|Fans in Antakya celebrate their club's perfect start to the EuroCup Women season|
Beginning the EuroCup Women season with a perfect 2-0 record, Antakya Belediyesi are creating news headlines in the southern Turkish city for all the right reasons.
Based on the closed border between Turkey and Syria, Antakya has been gaining international attention of late as war rages south of the border.
However, playing in their debut season in the EuroCup Women, Antakya Belediyes are doing their best to move the attention of the media to some of the more positive achievements in the region.
The game was poignant in that it brought together teams from two countries that have been at odds politically in recent years (Elitzur Ramla are from Israel). Fair play endured throughout the encounter with no signs of any trouble from either team.
Following the game, Elitzur Ramla remained gracious in defeat, thanking the hosts for their hospitality.
"The game could have gone either way tonight. I congratulate Antakya for their win. And I also want to thank everybody involved for the sincere hospitality we have received during our stay in Antakya," head coach Adan Inbar said after the game.
"We are very happy to have won our first ever international basketball game tonight," Mayor of Antakya, Professor Lufti Savas was reported as saying, following the game, adding, "We are also very happy to have received the appreciation of our guests, the Elitzur Ramla Basketball delegation, for their stay in our city."

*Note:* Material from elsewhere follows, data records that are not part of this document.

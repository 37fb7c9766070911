//! 任务依赖图
//!
//! 使用邻接表和入度表实现 DAG 拓扑分层（Kahn 算法，逐层剥离入度为 0 的任务）

use std::collections::{HashMap, HashSet};

use crate::workflow::types::*;

/// 任务依赖图
pub struct TaskGraph {
    /// 邻接表：任务 ID -> 依赖该任务的任务列表
    pub adjacency: HashMap<TaskId, Vec<TaskId>>,
    /// 入度表：任务 ID -> 依赖数
    pub in_degree: HashMap<TaskId, usize>,
    dependencies: HashMap<TaskId, Vec<TaskId>>,
    /// 层内排序键：(优先级, 创建顺序)
    order: HashMap<TaskId, (u8, usize)>,
}

impl TaskGraph {
    /// 创建依赖图，校验任务 ID 唯一且所有依赖都存在
    pub fn new(tasks: &[AgentTask]) -> Result<Self, PlanError> {
        let mut adjacency: HashMap<TaskId, Vec<TaskId>> = HashMap::new();
        let mut in_degree: HashMap<TaskId, usize> = HashMap::new();
        let mut dependencies: HashMap<TaskId, Vec<TaskId>> = HashMap::new();
        let mut order = HashMap::new();

        for (index, task) in tasks.iter().enumerate() {
            if order.insert(task.id.clone(), (task.priority, index)).is_some() {
                return Err(PlanError::DuplicateTask(task.id.clone()));
            }
            in_degree.insert(task.id.clone(), 0);
            adjacency.insert(task.id.clone(), Vec::new());
        }

        for task in tasks {
            let mut seen = HashSet::new();
            for dep_id in &task.dependencies {
                if !order.contains_key(dep_id) {
                    return Err(PlanError::UnknownDependency {
                        task: task.id.clone(),
                        dependency: dep_id.clone(),
                    });
                }
                if !seen.insert(dep_id) {
                    continue;
                }
                adjacency.entry(dep_id.clone()).or_default().push(task.id.clone());
                *in_degree.entry(task.id.clone()).or_insert(0) += 1;
            }
            dependencies.insert(task.id.clone(), seen.into_iter().cloned().collect());
        }

        Ok(Self {
            adjacency,
            in_degree,
            dependencies,
            order,
        })
    }

    /// 拓扑分层：每层包含依赖全部落在更早层中的任务，层内按优先级升序、再按创建顺序
    pub fn layers(&self) -> Result<Vec<Vec<TaskId>>, PlanError> {
        let mut degree = self.in_degree.clone();
        let mut current: Vec<TaskId> = degree
            .iter()
            .filter(|(_, d)| **d == 0)
            .map(|(id, _)| id.clone())
            .collect();
        let mut layers = Vec::new();
        let mut placed = 0;

        while !current.is_empty() {
            current.sort_by_key(|id| self.order[id]);
            let mut next = Vec::new();
            for task_id in &current {
                for dependent in &self.adjacency[task_id] {
                    if let Some(d) = degree.get_mut(dependent) {
                        *d -= 1;
                        if *d == 0 {
                            next.push(dependent.clone());
                        }
                    }
                }
            }
            placed += current.len();
            layers.push(current);
            current = next;
        }

        if placed < self.order.len() {
            let mut stuck: Vec<TaskId> = degree
                .into_iter()
                .filter(|(_, d)| *d > 0)
                .map(|(id, _)| id)
                .collect();
            stuck.sort_by_key(|id| self.order[id]);
            return Err(PlanError::CyclicDependency(stuck));
        }

        Ok(layers)
    }

    /// 获取可执行的任务（依赖全部成功完成、自身尚未完成），按优先级与创建顺序排列
    pub fn get_ready_tasks(&self, completed: &HashSet<TaskId>) -> Vec<TaskId> {
        let mut ready: Vec<TaskId> = self
            .dependencies
            .iter()
            .filter(|(id, deps)| !completed.contains(*id) && deps.iter().all(|d| completed.contains(d)))
            .map(|(id, _)| id.clone())
            .collect();
        ready.sort_by_key(|id| self.order[id]);
        ready
    }

    /// 某任务的依赖是否都已满足
    pub fn dependencies_met(&self, task_id: &str, completed: &HashSet<TaskId>) -> bool {
        self.dependencies
            .get(task_id)
            .map_or(false, |deps| deps.iter().all(|d| completed.contains(d)))
    }
}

The Mayor also made reference to the role that fair play has played in the shaping of his city for generations, a city with close ties to Islam, Christianity and Judaism.
"Antakya is a city well known for its tradition of cultural diversity and understanding, and living up to our traditions of peace and friendship originating from thousands of years ago is a communal goal and important source of pride for us."
It is believed that Antakya is the first place in which the followers of Jesus Christ were called Christians for the first time; the Muslims consider the city to be an official holy pilgrimage site; and synagogues dot the landscape.